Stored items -
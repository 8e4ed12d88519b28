//! Binding environments and owned match results.
//!
//! While a search runs, bindings borrow the target tree so that branching
//! only copies a map of references. Results clone what they bound so they
//! outlive later mutation of the tree.

use std::collections::BTreeMap;
use std::rc::Rc;

use gopat_syntax::{Fragment, ListKind, Node, NodeId, NodeList, Span};

/// A binding held during a search.
#[derive(Debug, Clone)]
pub(crate) enum Bound<'a> {
    /// One node of the target tree.
    Node(&'a Node),
    /// A contiguous run of list elements of the target tree.
    Slice(ListKind, &'a [Node]),
    /// A list built during matching, such as an `if` header.
    Synthetic(Rc<NodeList>),
}

impl Bound<'_> {
    /// Returns the bound elements; a single node is a one-element run.
    pub(crate) fn items(&self) -> &[Node] {
        match self {
            Self::Node(node) => std::slice::from_ref(*node),
            Self::Slice(_, items) => items,
            Self::Synthetic(list) => &list.items,
        }
    }

    /// Clones the binding into an owned fragment.
    pub(crate) fn to_fragment(&self) -> Fragment {
        match self {
            Self::Node(node) => Fragment::Node((*node).clone()),
            Self::Slice(kind, items) => Fragment::List(NodeList::new(*kind, items.to_vec())),
            Self::Synthetic(list) => Fragment::List(list.as_ref().clone()),
        }
    }
}

/// Bindings keyed by metavariable name.
pub(crate) type Env<'a> = BTreeMap<&'a str, Bound<'a>>;

/// Borrows owned captures as a starting environment.
pub(crate) fn env_from_captures(captures: &BTreeMap<String, Fragment>) -> Env<'_> {
    captures
        .iter()
        .map(|(name, fragment)| {
            let bound = match fragment {
                Fragment::Node(node) => Bound::Node(node),
                Fragment::List(list) => Bound::Slice(list.kind, &list.items),
            };
            (name.as_str(), bound)
        })
        .collect()
}

/// Clones every binding of `env` into owned captures.
pub(crate) fn captures_from_env(env: &Env<'_>) -> BTreeMap<String, Fragment> {
    env.iter()
        .map(|(name, bound)| ((*name).to_owned(), bound.to_fragment()))
        .collect()
}

/// Where a match sits in the target tree.
#[derive(Debug, Clone, Copy, PartialEq, Eq, Hash)]
pub enum MatchTarget {
    /// A single node.
    Node(NodeId),
    /// `len` consecutive elements of a list, starting at `first`.
    List {
        /// Identity of the first matched element.
        first: NodeId,
        /// Number of matched elements.
        len: usize,
    },
}

impl MatchTarget {
    /// Returns the identity of the first node covered by the target.
    #[must_use]
    pub const fn first(&self) -> NodeId {
        match self {
            Self::Node(id) | Self::List { first: id, .. } => *id,
        }
    }

    /// Returns the number of nodes covered by the target.
    #[must_use]
    pub const fn len(&self) -> usize {
        match self {
            Self::Node(_) => 1,
            Self::List { len, .. } => *len,
        }
    }

    /// Returns whether the target covers no nodes.
    #[must_use]
    pub const fn is_empty(&self) -> bool {
        self.len() == 0
    }
}

/// One match of a pattern, owning its data.
#[derive(Debug, Clone, PartialEq)]
pub struct MatchResult {
    target: MatchTarget,
    matched: Fragment,
    captures: BTreeMap<String, Fragment>,
}

impl MatchResult {
    pub(crate) const fn new(
        target: MatchTarget,
        matched: Fragment,
        captures: BTreeMap<String, Fragment>,
    ) -> Self {
        Self {
            target,
            matched,
            captures,
        }
    }

    /// Returns where the match sits in the tree it was found in.
    #[must_use]
    pub const fn target(&self) -> MatchTarget {
        self.target
    }

    /// Returns a copy of the matched node or list.
    #[must_use]
    pub const fn matched(&self) -> &Fragment {
        &self.matched
    }

    /// Returns the capture bound to `name`.
    #[must_use]
    pub fn capture(&self, name: &str) -> Option<&Fragment> {
        self.captures.get(name)
    }

    /// Returns every capture.
    #[must_use]
    pub const fn captures(&self) -> &BTreeMap<String, Fragment> {
        &self.captures
    }

    /// Returns the source span of the match, if it has one.
    #[must_use]
    pub fn span(&self) -> Option<Span> {
        self.matched.span()
    }

    pub(crate) fn with_target(mut self, target: MatchTarget, matched: Fragment) -> Self {
        self.target = target;
        self.matched = matched;
        self
    }
}
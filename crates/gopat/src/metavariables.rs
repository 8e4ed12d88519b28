//! Metavariable naming rules shared by the compiler, matcher and rewriter.
//!
//! Patterns write metavariables as `$name` (one node) and `$*name` (a
//! sequence). Before parsing, each occurrence is replaced by a synthetic Go
//! identifier `gopat_<index>`; the index selects the occurrence's entry in the
//! pattern's metavariable table.

use gopat_syntax::{Node, NodeKind};

pub(crate) const PLACEHOLDER_PREFIX: &str = "gopat_";

/// Statement standing for the body of a wildcard case clause.
pub(crate) const CLAUSE_BODY: &str = "gopat_body";

/// Name that matches without binding.
pub const DISCARD: &str = "_";

/// How many nodes a metavariable stands for.
#[derive(Debug, Clone, Copy, PartialEq, Eq, Hash)]
pub enum MetaVarKind {
    /// Exactly one node (`$name`).
    Single,
    /// Zero or more list elements (`$*name`).
    Sequence,
}

/// One metavariable occurrence in a pattern.
#[derive(Debug, Clone, PartialEq, Eq)]
pub struct MetaVariable {
    /// Name without the `$` or `$*` prefix.
    pub name: String,
    /// Single or sequence.
    pub kind: MetaVarKind,
    /// Byte offset of the `$` in the pattern text.
    pub offset: usize,
}

impl MetaVariable {
    /// Returns whether this occurrence discards what it matches.
    #[must_use]
    pub fn is_discard(&self) -> bool {
        self.name == DISCARD
    }

    /// Returns whether this is a sequence metavariable.
    #[must_use]
    pub fn is_sequence(&self) -> bool {
        self.kind == MetaVarKind::Sequence
    }
}

/// Returns whether `c` may start a Go identifier.
#[must_use]
pub(crate) fn is_ident_start(c: char) -> bool {
    c == '_' || c.is_alphabetic()
}

/// Returns whether `c` may continue a Go identifier.
#[must_use]
pub(crate) fn is_ident_continue(c: char) -> bool {
    is_ident_start(c) || c.is_numeric()
}

/// Builds the placeholder identifier for occurrence `index`.
#[must_use]
pub(crate) fn placeholder(index: usize) -> String {
    format!("{PLACEHOLDER_PREFIX}{index}")
}

/// Extracts the occurrence index from a placeholder identifier.
#[must_use]
pub(crate) fn placeholder_index(text: &str) -> Option<usize> {
    let digits = text.strip_prefix(PLACEHOLDER_PREFIX)?;
    if digits.is_empty() || !digits.bytes().all(|b| b.is_ascii_digit()) {
        return None;
    }
    digits.parse().ok()
}

/// Looks up the metavariable a node stands for, given the occurrence table.
///
/// Only identifiers can be placeholders.
#[must_use]
pub(crate) fn lookup<'v>(table: &'v [MetaVariable], node: &Node) -> Option<&'v MetaVariable> {
    let NodeKind::Ident(name) = &node.kind else {
        return None;
    };
    placeholder_index(name).and_then(|index| table.get(index))
}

Problem to work on - Look above for the line with "the pattern text." and the line with "pub(crate) fn placeholder(index: usize)", and reproduce exactly those two lines plus every line between, nothing more.

Written reply -
    /// Byte offset of the `$` in the pattern text.
    pub offset: usize,
}

impl MetaVariable {
    /// Returns whether this occurrence discards what it matches.
    #[must_use]
    pub fn is_discard(&self) -> bool {
        self.name == DISCARD
    }

    /// Returns whether this is a sequence metavariable.
    #[must_use]
    pub fn is_sequence(&self) -> bool {
        self.kind == MetaVarKind::Sequence
    }
}

/// Returns whether `c` may start a Go identifier.
#[must_use]
pub(crate) fn is_ident_start(c: char) -> bool {
    c == '_' || c.is_alphabetic()
}

/// Returns whether `c` may continue a Go identifier.
#[must_use]
pub(crate) fn is_ident_continue(c: char) -> bool {
    is_ident_start(c) || c.is_numeric()
}

/// Builds the placeholder identifier for occurrence `index`.
#[must_use]
pub(crate) fn placeholder(index: usize) -> String {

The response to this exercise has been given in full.